Saturday, August 3, 2019

Well my bad decisions are starting to catch up with me, not that they had any trouble given how obese I am and can’t even run.

Not sure what to say other than, oh frick. I’ve been gaining weight since my father shot himself 4 and a half years ago. (Not sure how my dad’s death is relevant though, but it is about the time I let myself go) before that I had gone on a 6 month weight loss journey through unsustainable eating habits that were low in calories and variations basically chicken salads, fish and sandwiches. Oh with the light green lettuce not the romaine one. And almost two hours at the gym.
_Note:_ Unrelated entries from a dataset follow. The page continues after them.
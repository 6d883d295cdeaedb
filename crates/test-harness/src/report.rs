//! Structured text motion reports.
//!
//! A report summarises a solved trajectory per joint together with the
//! oracle verdicts, readable as text or serialised to JSON.

use std::fmt;

use linkage_solver::{Order, Trajectory};
use serde::Serialize;

use crate::helpers::{peak_norm, HarnessError};
use crate::oracle::{run_trajectory_checks, OracleVerdict, Tolerances};
use crate::scenarios::Scenario;

/// A complete motion report.
#[derive(Debug, Clone, Serialize)]
pub struct MotionReport {
    pub scenario: String,
    pub samples: usize,
    pub total_iterations: usize,
    pub max_iterations: usize,
    pub joints: Vec<JointSummary>,
    pub oracle_results: Vec<OracleVerdict>,
}

/// Extents and peak rates of one joint.
#[derive(Debug, Clone, Serialize)]
pub struct JointSummary {
    pub name: String,
    pub min: [f64; 2],
    pub max: [f64; 2],
    pub peak_speed: f64,
    pub peak_acceleration: f64,
}

impl JointSummary {
    fn from_track(track: &linkage_solver::JointTrack) -> Self {
        let mut min = [f64::INFINITY; 2];
        let mut max = [f64::NEG_INFINITY; 2];
        for p in track.series(Order::Position) {
            min = [min[0].min(p.x), min[1].min(p.y)];
            max = [max[0].max(p.x), max[1].max(p.y)];
        }
        Self {
            name: track.name.clone(),
            min,
            max,
            peak_speed: peak_norm(track.series(Order::Velocity)),
            peak_acceleration: peak_norm(track.series(Order::Acceleration)),
        }
    }
}

impl MotionReport {
    pub fn new(scenario: &str, trajectory: &Trajectory, oracle_results: Vec<OracleVerdict>) -> Self {
        Self {
            scenario: scenario.to_string(),
            samples: trajectory.len(),
            total_iterations: trajectory.total_iterations(),
            max_iterations: trajectory
                .reports()
                .iter()
                .map(|r| r.iterations)
                .max()
                .unwrap_or(0),
            joints: trajectory
                .visible_joints()
                .filter(|j| !j.is_empty())
                .map(JointSummary::from_track)
                .collect(),
            oracle_results,
        }
    }

    pub fn all_passed(&self) -> bool {
        self.oracle_results.iter().all(|v| v.passed)
    }

    pub fn joint(&self, name: &str) -> Option<&JointSummary> {
        self.joints.iter().find(|j| j.name == name)
    }

    /// Format the report as text.
    pub fn to_text(&self) -> String {
        let mut out = String::new();
        out.push_str(&format!("=== Motion Report: {} ===\n\n", self.scenario));
        out.push_str(&format!(
            "Samples: {} | Newton iterations: {} total, {} max per sample\n",
            self.samples, self.total_iterations, self.max_iterations,
        ));

        out.push_str(&format!("\nJoints ({}):\n", self.joints.len()));
        for j in &self.joints {
            out.push_str(&format!(
                "  {}: x [{:.3}, {:.3}] y [{:.3}, {:.3}] | peak speed {:.3} | peak accel {:.3}\n",
                j.name, j.min[0], j.max[0], j.min[1], j.max[1], j.peak_speed, j.peak_acceleration,
            ));
        }

        if !self.oracle_results.is_empty() {
            out.push_str(&format!(
                "\nOracle Results ({} checks):\n",
                self.oracle_results.len()
            ));
            for v in &self.oracle_results {
                let status = if v.passed { "PASS" } else { "FAIL" };
                out.push_str(&format!("  [{}] {}: {}\n", status, v.oracle_name, v.detail));
            }
        }

        out
    }

    pub fn to_json(&self) -> Result<String, HarnessError> {
        Ok(serde_json::to_string_pretty(self)?)
    }
}

impl fmt::Display for MotionReport {
    fn fmt(&self, f: &mut fmt::Formatter<'_>) -> fmt::Result {
        write!(f, "{}", self.to_text())
    }
}

impl Scenario {
    /// Solve the scenario and check the result with every trajectory oracle.
    pub fn report(&self) -> Result<MotionReport, HarnessError> {
        let trajectory = self.run()?;
        let verdicts = run_trajectory_checks(
            &self.mechanism,
            &trajectory,
            &self.drive,
            Tolerances::default(),
        );
        Ok(MotionReport::new(self.name, &trajectory, verdicts))
    }
}
//! Planar linkage kinematics by vector-loop closure.
//!
//! A [`Mechanism`] is a set of joints connected by polar [`VectorElement`]s
//! plus loop equations that must sum to zero. Given a drive sequence, the
//! [`TimeStepDriver`] solves positions, velocities and accelerations of every
//! element and joint at each sample and collects them into a [`Trajectory`].

pub mod drive;
pub mod driver;
pub mod error;
pub mod jacobian;
pub mod joint;
pub mod linalg;
pub mod loops;
pub mod mechanism;
pub mod solver;
pub mod trajectory;
pub mod vector;

pub use drive::*;
pub use driver::*;
pub use error::*;
pub use jacobian::*;
pub use joint::*;
pub use loops::*;
pub use mechanism::*;
pub use solver::*;
pub use trajectory::*;
pub use vector::*;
Eventually after several months it caught up to me and my work outs became really tiring. I would be getting woozy on the elliptical and so on. (Oh, that journey was set off by a manic episode btw. And eventually as with all manic episodes I crashed) and though I had lost 55 lbs in 6 months I realized i wasn’t doing things properly. And stopped. I started working. so did not have time for much else. February 22nd 2015 came around and my dad did his thing. And afterwards, I just let myself go. And gained 100 lbs in about 4 years. Now I’m really obese, walking hurts, working out leaves me feeling sick, I have no energy. I’m almost addicted to added sugars. I eat two really large meals a day with the occasional third. And this is what I mean that my bad decisions are catching up to me, MY BACK IS MURDERING ME! Like I don’t know if I busted it up recently and haven’t let it heal I don’t remember pulling anything. But i can’t bend over or do certain motions cuz my back is hurting me. Idk but I have a nagging suggestion that it may be weight related. And if it is I’m thoroughly screwed . Cuz though I could live with knowing that I was too fat to workout and that it made me physically ill. So I would choose to forgo working out to avoid pain. Now trying to work out will be a living hell. And I don’t even know where to start. I’m screwed. I have no friends to speak of, I have severe social phobia. And I’m fat. And most of my life I’ve fled from pain, emotional and physical. But now it’s caught up to me. And I don’t feel any motivation to workout, as a matter of fact I’m terrified.